What you should do ▸
Copy the lines below that contain "failed".
######
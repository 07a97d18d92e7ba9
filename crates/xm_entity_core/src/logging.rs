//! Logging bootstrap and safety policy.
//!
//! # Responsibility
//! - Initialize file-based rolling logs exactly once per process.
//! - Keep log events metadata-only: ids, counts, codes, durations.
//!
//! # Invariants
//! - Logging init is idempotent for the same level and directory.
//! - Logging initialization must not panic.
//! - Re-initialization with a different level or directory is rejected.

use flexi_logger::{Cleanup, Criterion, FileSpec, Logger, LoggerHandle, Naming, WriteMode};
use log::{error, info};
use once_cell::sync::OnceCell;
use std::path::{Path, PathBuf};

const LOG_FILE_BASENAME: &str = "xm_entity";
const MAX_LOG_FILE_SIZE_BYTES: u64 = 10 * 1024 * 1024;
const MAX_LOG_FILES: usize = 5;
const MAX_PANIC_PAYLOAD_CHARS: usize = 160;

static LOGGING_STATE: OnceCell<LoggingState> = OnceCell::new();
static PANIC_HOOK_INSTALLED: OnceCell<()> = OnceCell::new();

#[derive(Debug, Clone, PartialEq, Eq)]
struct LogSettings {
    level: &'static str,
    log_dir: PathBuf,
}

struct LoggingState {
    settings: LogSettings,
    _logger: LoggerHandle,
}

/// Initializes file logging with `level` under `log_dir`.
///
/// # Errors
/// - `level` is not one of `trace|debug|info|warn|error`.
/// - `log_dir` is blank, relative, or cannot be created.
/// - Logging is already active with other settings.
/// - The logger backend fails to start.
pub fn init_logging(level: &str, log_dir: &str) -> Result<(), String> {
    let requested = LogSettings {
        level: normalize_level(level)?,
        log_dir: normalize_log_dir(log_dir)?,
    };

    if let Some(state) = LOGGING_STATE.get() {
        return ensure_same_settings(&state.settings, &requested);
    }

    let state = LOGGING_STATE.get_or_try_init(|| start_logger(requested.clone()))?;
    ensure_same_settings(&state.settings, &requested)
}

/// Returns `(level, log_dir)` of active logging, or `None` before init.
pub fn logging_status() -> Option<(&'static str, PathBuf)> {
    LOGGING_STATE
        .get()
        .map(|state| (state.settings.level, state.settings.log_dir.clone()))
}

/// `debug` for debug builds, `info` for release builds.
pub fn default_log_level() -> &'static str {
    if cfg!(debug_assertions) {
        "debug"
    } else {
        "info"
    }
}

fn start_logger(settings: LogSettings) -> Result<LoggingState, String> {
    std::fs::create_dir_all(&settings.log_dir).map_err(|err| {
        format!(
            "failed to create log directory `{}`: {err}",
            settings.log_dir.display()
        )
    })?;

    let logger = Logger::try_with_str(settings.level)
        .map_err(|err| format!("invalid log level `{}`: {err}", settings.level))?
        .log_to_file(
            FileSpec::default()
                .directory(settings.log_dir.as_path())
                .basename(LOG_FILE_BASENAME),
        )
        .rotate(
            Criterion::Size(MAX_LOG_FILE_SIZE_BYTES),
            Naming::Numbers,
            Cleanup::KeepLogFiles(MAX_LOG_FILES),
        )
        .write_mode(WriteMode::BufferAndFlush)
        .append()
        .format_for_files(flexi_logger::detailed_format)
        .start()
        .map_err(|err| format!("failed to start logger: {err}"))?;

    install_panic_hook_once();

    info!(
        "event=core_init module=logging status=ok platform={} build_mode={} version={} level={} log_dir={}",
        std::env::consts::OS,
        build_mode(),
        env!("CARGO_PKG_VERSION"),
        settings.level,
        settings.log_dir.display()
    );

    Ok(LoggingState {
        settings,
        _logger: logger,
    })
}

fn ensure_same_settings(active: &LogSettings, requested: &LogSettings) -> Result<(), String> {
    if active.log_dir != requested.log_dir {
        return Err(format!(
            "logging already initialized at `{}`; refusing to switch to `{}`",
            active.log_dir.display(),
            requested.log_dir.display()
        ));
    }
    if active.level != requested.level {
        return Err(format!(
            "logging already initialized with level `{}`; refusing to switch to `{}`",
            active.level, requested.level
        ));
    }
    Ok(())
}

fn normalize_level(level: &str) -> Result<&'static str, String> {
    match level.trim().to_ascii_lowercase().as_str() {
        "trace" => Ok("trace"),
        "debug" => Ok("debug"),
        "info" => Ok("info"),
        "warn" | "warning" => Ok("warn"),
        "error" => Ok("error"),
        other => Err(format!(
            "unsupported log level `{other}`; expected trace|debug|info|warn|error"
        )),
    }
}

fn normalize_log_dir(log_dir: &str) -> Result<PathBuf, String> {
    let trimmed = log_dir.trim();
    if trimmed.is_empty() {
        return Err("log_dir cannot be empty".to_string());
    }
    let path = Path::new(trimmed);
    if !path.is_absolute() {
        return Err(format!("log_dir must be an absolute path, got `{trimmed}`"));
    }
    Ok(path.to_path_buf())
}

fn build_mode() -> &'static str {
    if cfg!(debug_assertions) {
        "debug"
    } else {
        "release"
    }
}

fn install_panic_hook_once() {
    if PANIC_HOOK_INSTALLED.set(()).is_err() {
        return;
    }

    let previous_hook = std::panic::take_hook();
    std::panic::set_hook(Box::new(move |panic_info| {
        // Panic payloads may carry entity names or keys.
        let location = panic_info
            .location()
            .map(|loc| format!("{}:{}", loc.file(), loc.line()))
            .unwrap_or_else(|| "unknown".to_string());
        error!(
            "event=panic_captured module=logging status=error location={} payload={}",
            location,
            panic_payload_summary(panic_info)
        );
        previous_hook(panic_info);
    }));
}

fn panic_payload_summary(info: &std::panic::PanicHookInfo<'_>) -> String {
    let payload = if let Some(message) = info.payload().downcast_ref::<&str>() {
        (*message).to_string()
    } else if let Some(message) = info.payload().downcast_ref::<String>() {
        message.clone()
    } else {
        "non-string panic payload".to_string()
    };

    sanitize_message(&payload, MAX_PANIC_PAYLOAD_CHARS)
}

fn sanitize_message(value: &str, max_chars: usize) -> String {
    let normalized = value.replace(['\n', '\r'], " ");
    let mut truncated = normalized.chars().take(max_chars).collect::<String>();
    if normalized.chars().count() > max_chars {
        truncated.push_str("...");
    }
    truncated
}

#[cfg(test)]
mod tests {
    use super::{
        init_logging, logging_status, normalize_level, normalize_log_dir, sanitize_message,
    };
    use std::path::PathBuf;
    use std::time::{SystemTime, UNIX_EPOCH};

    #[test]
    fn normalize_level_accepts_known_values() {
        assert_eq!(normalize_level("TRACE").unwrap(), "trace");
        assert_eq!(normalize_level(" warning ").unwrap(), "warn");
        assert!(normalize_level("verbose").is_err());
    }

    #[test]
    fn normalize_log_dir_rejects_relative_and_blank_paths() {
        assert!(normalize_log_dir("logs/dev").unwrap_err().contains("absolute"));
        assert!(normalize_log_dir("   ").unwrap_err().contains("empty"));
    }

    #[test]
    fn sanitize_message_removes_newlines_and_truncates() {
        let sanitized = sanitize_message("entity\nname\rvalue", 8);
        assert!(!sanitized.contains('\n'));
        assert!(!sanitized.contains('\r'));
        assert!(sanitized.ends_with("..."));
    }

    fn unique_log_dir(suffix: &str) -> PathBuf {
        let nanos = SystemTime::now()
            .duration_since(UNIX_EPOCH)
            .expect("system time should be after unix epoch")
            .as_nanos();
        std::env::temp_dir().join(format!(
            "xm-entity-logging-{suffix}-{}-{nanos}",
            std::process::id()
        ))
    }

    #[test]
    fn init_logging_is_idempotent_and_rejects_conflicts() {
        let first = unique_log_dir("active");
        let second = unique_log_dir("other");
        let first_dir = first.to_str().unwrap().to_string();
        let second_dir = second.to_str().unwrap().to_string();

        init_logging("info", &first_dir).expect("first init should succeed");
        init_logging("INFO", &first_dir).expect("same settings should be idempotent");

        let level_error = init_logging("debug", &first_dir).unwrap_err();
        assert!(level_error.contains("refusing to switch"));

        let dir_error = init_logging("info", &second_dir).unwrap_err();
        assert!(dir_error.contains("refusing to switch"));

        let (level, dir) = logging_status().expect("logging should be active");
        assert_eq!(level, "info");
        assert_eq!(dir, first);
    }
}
######
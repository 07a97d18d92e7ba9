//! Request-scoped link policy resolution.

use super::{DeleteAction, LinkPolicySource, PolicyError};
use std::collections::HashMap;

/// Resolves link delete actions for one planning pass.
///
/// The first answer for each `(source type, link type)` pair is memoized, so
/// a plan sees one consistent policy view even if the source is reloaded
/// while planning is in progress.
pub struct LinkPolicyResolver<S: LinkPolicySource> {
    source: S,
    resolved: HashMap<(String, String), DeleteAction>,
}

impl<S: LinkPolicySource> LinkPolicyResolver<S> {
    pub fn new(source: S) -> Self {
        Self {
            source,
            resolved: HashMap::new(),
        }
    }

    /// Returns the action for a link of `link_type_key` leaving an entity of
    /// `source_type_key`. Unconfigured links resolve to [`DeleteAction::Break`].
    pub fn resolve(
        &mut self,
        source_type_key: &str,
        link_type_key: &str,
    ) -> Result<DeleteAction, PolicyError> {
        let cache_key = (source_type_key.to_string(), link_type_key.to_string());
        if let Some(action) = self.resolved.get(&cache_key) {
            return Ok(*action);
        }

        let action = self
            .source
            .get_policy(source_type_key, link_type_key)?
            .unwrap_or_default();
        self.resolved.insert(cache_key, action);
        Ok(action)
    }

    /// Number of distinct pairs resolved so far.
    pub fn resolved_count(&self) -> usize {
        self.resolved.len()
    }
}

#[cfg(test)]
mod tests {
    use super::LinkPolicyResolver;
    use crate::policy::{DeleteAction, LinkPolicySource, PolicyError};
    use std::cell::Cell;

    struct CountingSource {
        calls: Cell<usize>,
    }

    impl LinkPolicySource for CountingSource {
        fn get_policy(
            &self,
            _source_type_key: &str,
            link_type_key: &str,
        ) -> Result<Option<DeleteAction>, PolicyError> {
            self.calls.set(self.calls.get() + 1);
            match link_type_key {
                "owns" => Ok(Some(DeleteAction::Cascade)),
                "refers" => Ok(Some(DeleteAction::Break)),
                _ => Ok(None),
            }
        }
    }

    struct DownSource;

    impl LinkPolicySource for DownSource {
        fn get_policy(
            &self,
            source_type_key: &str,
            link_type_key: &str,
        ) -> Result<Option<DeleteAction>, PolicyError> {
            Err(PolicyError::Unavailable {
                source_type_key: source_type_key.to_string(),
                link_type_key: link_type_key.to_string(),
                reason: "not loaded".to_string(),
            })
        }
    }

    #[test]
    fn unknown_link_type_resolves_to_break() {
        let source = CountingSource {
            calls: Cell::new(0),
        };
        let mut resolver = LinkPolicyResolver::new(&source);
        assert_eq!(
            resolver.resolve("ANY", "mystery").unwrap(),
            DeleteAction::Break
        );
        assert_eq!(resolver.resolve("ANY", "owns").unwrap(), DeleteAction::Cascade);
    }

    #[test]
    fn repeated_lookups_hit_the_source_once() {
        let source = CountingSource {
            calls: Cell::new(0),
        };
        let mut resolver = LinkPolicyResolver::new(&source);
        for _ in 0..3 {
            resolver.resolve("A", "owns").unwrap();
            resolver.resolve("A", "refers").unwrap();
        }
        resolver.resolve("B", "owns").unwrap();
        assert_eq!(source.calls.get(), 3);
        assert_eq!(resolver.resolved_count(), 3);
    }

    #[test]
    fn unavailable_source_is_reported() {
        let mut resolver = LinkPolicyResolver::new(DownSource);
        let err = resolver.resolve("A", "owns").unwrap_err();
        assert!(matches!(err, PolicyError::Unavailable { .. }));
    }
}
######
Task solution ▸
            "failed to create log directory `{}`: {err}",
        .map_err(|err| format!("failed to start logger: {err}"))?;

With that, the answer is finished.